(Extracted records Opens)

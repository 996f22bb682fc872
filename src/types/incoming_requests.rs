use serde::{Deserialize, Serialize};

#[derive(Debug, Clone, Serialize, Deserialize)]
pub struct StartCheckout {
    pub price_id: String,
}

#[derive(Debug, Deserialize)]
pub struct WorkoutsQueryParams {
    pub filter: Option<String>,
}

#[derive(Debug, Deserialize)]
pub struct ScheduleQueryParams {
    pub day: Option<u8>,
}

#[derive(Debug, Deserialize)]
pub struct ProgressQueryParams {
    pub period: Option<String>,
}
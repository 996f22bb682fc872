use serde::{Deserialize, Serialize};

/// Row of the `stripe_user_subscriptions` view as the data service returns it.
/// Every column is nullable on the wire.
#[derive(Debug, Clone, Serialize, Deserialize, PartialEq, Eq)]
pub struct SubscriptionRow {
    pub subscription_status: Option<String>,
    pub price_id: Option<String>,
    pub current_period_end: Option<i64>,
    pub cancel_at_period_end: Option<bool>,
}

/// The current user's subscription, read-only on our side. The payment
/// processor's webhooks keep it up to date.
#[derive(Debug, Clone, Serialize, Deserialize, PartialEq, Eq)]
pub struct SubscriptionRecord {
    pub status: String,
    pub price_ref: Option<String>,
    pub current_period_end: Option<i64>, // epoch seconds
    pub cancel_at_period_end: bool,
}

impl From<SubscriptionRow> for SubscriptionRecord {
    fn from(row: SubscriptionRow) -> Self {
        SubscriptionRecord {
            status: row.subscription_status.unwrap_or_default(),
            price_ref: row.price_id.filter(|price_id| !price_id.is_empty()),
            current_period_end: row.current_period_end,
            cancel_at_period_end: row.cancel_at_period_end.unwrap_or(false),
        }
    }
}

#[cfg(test)]
mod tests {
    use super::*;

    #[test]
    fn null_columns_map_to_safe_defaults() {
        let row: SubscriptionRow = serde_json::from_str(
            r#"{"subscription_status":null,"price_id":"","current_period_end":null,"cancel_at_period_end":null}"#,
        )
        .unwrap();

        let record = SubscriptionRecord::from(row);
        assert_eq!(record.status, "");
        assert_eq!(record.price_ref, None);
        assert_eq!(record.current_period_end, None);
        assert!(!record.cancel_at_period_end);
    }

    #[test]
    fn populated_row_keeps_its_values() {
        let row: SubscriptionRow = serde_json::from_str(
            r#"{"subscription_status":"trialing","price_id":"price_1Rld87B3EpSJW5YnV8tOpDWp","current_period_end":1893456000,"cancel_at_period_end":true}"#,
        )
        .unwrap();

        let record = SubscriptionRecord::from(row);
        assert_eq!(record.status, "trialing");
        assert_eq!(record.price_ref.as_deref(), Some("price_1Rld87B3EpSJW5YnV8tOpDWp"));
        assert_eq!(record.current_period_end, Some(1893456000));
        assert!(record.cancel_at_period_end);
    }
}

(Extracted records Closes)

What to produce: What lines of the material contain "String"? Show them.

Answer space:
    pub price_id: String,
    pub filter: Option<String>,
    pub period: Option<String>,
    pub subscription_status: Option<String>,
    pub price_id: Option<String>,
    pub status: String,
    pub price_ref: Option<String>,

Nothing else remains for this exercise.